The purpose of this article is to share my personal relationship with discipline—what it demands, what it costs, and what it ultimately gives in return.

Let me be clear: my level of discipline—or what some call obsession—is not required to achieve weight loss, health, or fitness goals. I know I’ve made myself an outlier, but I want to share a perspective that’s personal to me and give you a glimpse into my mindset as an ultra runner.

With that said… Let’s roll.


Everyone loves the idea of discipline. They quote it, repost it, and pretend they want it. But, I have created discipline as a part of my lifestyle. I’m known for it, driven by it, shaped by it. But, without it; I wouldn’t be where I am today.

And no one really talks about the costs of living disciplined.

There certainly are plenty.

For example, discipline is boring. I eat the same five meals over and over, each one meticulously measured, timed, and repeated like a scratched record stuck in a loop. Breakfast, lunch, dinner, protein shakes. They arrive with the predictability of a metronome, and the excitement of spontaneity is traded for consistency, control, and results. How do I not get tired of the monotony? The truth is; I do. It is tedious. It is repetitive. But it’s exactly this boring, relentless repetition that builds the foundation I rely on. Discipline might be boring, but it is the engine that turns ordinary days into extraordinary outcomes.

Motivation? Gone. Some days there’s a spark, sure, but most days it’s nowhere to be found.
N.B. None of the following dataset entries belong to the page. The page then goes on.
/// Authentication middleware for Axum
///
/// This module provides the authentication gate: it extracts a bearer token
/// from the request, verifies it with the [`TokenService`], and attaches the
/// resulting [`AuthContext`] to the request extensions.
///
/// The gate only establishes identity. Whether that identity may touch a
/// particular task is decided by [`super::authorization`].
///
/// # Request Extensions
///
/// After successful authentication, middleware adds:
/// - `AuthContext`: Contains user_id, email and role
///
/// # Example
///
/// ```no_run
/// use std::sync::Arc;
/// use axum::{middleware, routing::get, Router};
/// use taskdesk_shared::auth::jwt::TokenService;
/// use taskdesk_shared::auth::middleware::{jwt_auth_middleware, AuthContext};
///
/// async fn protected_handler(auth: AuthContext) -> String {
///     format!("Hello, user {}!", auth.user_id)
/// }
///
/// let tokens = Arc::new(TokenService::new("your-jwt-secret-at-least-32-bytes"));
/// let app: Router = Router::new()
///     .route("/protected", get(protected_handler))
///     .layer(middleware::from_fn_with_state(tokens, jwt_auth_middleware));
/// ```

use std::sync::Arc;

use axum::{
    async_trait,
    extract::{FromRequestParts, Request, State},
    http::{header, request::Parts, HeaderMap, StatusCode},
    middleware::Next,
    response::{IntoResponse, Response},
    Json,
};
use serde::{Deserialize, Serialize};
use uuid::Uuid;

use super::jwt::{JwtError, TokenService, VerifiedIdentity};
use crate::models::user::Role;

/// Authentication context added to request extensions
///
/// Handlers receive it either as an extractor argument or via
/// `Extension<AuthContext>`.
#[derive(Debug, Clone, PartialEq, Eq, Serialize, Deserialize)]
pub struct AuthContext {
    /// Authenticated identity ID
    pub user_id: Uuid,

    /// Email embedded in the token
    pub email: String,

    /// Role embedded in the token
    pub role: Role,
}

impl AuthContext {
    pub fn new(user_id: Uuid, email: impl Into<String>, role: Role) -> Self {
        Self {
            user_id,
            email: email.into(),
            role,
        }
    }

    pub fn is_admin(&self) -> bool {
        self.role == Role::Admin
    }
}

impl From<VerifiedIdentity> for AuthContext {
    fn from(identity: VerifiedIdentity) -> Self {
        Self {
            user_id: identity.user_id,
            email: identity.email,
            role: identity.role,
        }
    }
}

/// Error type for authentication middleware
#[derive(Debug, Clone, PartialEq, Eq, thiserror::Error)]
pub enum AuthError {
    /// Authorization header absent or not a bearer credential
    #[error("No token provided. Authorization denied.")]
    MissingCredential,

    /// Token was presented but did not verify
    #[error("{}", unauthenticated_message(.0))]
    Unauthenticated(JwtError),
}

fn unauthenticated_message(err: &JwtError) -> &'static str {
    match err {
        JwtError::ExpiredToken => "Token expired. Please login again.",
        JwtError::InvalidToken(_) | JwtError::CreateError(_) => "Invalid token",
    }
}

impl IntoResponse for AuthError {
    fn into_response(self) -> Response {
        let body = serde_json::json!({
            "success": false,
            "message": self.to_string(),
        });

        (StatusCode::UNAUTHORIZED, Json(body)).into_response()
    }
}

/// Extracts the token from an `Authorization: Bearer <token>` header
///
/// Returns `AuthError::MissingCredential` if the header is absent, not valid
/// UTF-8 or lacks the `Bearer ` prefix.
pub fn extract_bearer(headers: &HeaderMap) -> Result<&str, AuthError> {
    headers
        .get(header::AUTHORIZATION)
        .and_then(|v| v.to_str().ok())
        .and_then(|v| v.strip_prefix("Bearer "))
        .ok_or(AuthError::MissingCredential)
}

/// Runs the full gate against a set of request headers
pub fn authenticate(headers: &HeaderMap, tokens: &TokenService) -> Result<AuthContext, AuthError> {
    let token = extract_bearer(headers)?;

    match tokens.verify(token) {
        Ok(identity) => Ok(identity.into()),
        Err(err) => {
            // Diagnostic only; the unverified payload never becomes an identity.
            match tokens.decode(token) {
                Some(claims) => tracing::debug!(
                    sub = claims.sub.as_deref().unwrap_or("-"),
                    exp = claims.exp,
                    error = %err,
                    "Rejected bearer token"
                ),
                None => tracing::debug!(error = %err, "Rejected malformed bearer token"),
            }
            Err(AuthError::Unauthenticated(err))
        }
    }
}

/// JWT authentication middleware
///
/// Validates JWT tokens from the `Authorization: Bearer <token>` header.
///
/// # Errors
///
/// Returns 401 Unauthorized if:
/// - Authorization header is missing or not a bearer credential
/// - Token signature or issuer is invalid
/// - Token has expired
pub async fn jwt_auth_middleware(
    State(tokens): State<Arc<TokenService>>,
    mut req: Request,
    next: Next,
) -> Result<Response, AuthError> {
    let auth_context = authenticate(req.headers(), &tokens)?;
    req.extensions_mut().insert(auth_context);

    Ok(next.run(req).await)
}

#[async_trait]
impl<S> FromRequestParts<S> for AuthContext
where
    S: Send + Sync,
{
    type Rejection = AuthError;

    async fn from_request_parts(parts: &mut Parts, _state: &S) -> Result<Self, Self::Rejection> {
        parts
            .extensions
            .get::<AuthContext>()
            .cloned()
            .ok_or(AuthError::MissingCredential)
    }
}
Getting a trail run in at 10 p.m. or the 4 a.m. alarms on a day off; they don’t care if I feel like it. Motivation isn’t waiting there to push me, cheer me on, or make it fun. It’s absent. Cold trails, aching muscles, long miles; they get no vote. None of it feels exciting. None of it feels easy. And yet… the work still gets done. Because results don’t show up for motivation. They show up for the grind.

Then there’s the problem of standards. Discipline raises them whether I want it to or not. Once I proved to yourself that I can do hard things day after day after day, excuses stop working. I notice when I’m slacking. I feel it when I cut corners. And when I do cut a corner; I hate myself for doing so… Ignorance? Yeah that was bliss. But living disciplined ruined that. I can’t unknow what I now know about yourself. I am capable of pressing the limits of humanity so far I can no longer accept anything less than insanity. I don’t say that to sound arrogant. Rather, I have a quite burning drive (an ingrained curiosity if you will) to see how far this human body and mind can actually go. To stand at the edge of possibility and witness just how absolutely far limits can be pushed. A 100 mile ultramarathon? It’s just another finish line on this journey of the absurd.

I lose people along the way. Not because I’m better, but because my choices silently hold up a mirror to promises others made to themselves and broke. That mirror makes people squirm. Discipline doesn’t negotiate. It doesn’t sugarcoat. It just exists, and it forces truth into the room. I know I inspire people, honestly, that’s what I’m most proud about. But I also push some people away. It’s the cost of chasing something most will never even dare to reach for. And “Obsessed” is just a word the lazy use to describe the dedicated. But the flip side of this same coin is that I have, somehow, been entrusted with a platform to inspire other people willing to accept this challenge. And that is a price I will always be willing to pay!

And let’s not forget the physical toll. Training disciplined means doing work when I am sore, tired, and mentally drained. It means choosing long-term progress over short-term relief. Ice baths instead of couches. 4 a.m. alarms instead of sleeping in. Boring structure instead of spontaneity and splurging. Terrible trade-offs… if your goal is comfort.

But here’s the worst part of all.

Once you experience what discipline gives you, freedom feels different. Confidence feels earned. Self-respect feels non-negotiable. You stop looking for shortcuts because you’ve become the kind of person who doesn’t need them.

So yes, discipline comes with a cost.

It’s boring.

It raises standards.

It takes away excuses.

It steals comfort.

But in exchange, it gives you something most people spend their entire lives chasing.

Control. Strength. Freedom.

If that’s the cost, I’ll willingly pay it every time.

“For the moment all discipline seems painful rather than pleasant, but later it yields the peaceful fruit of righteousness to those who have been trained by it.”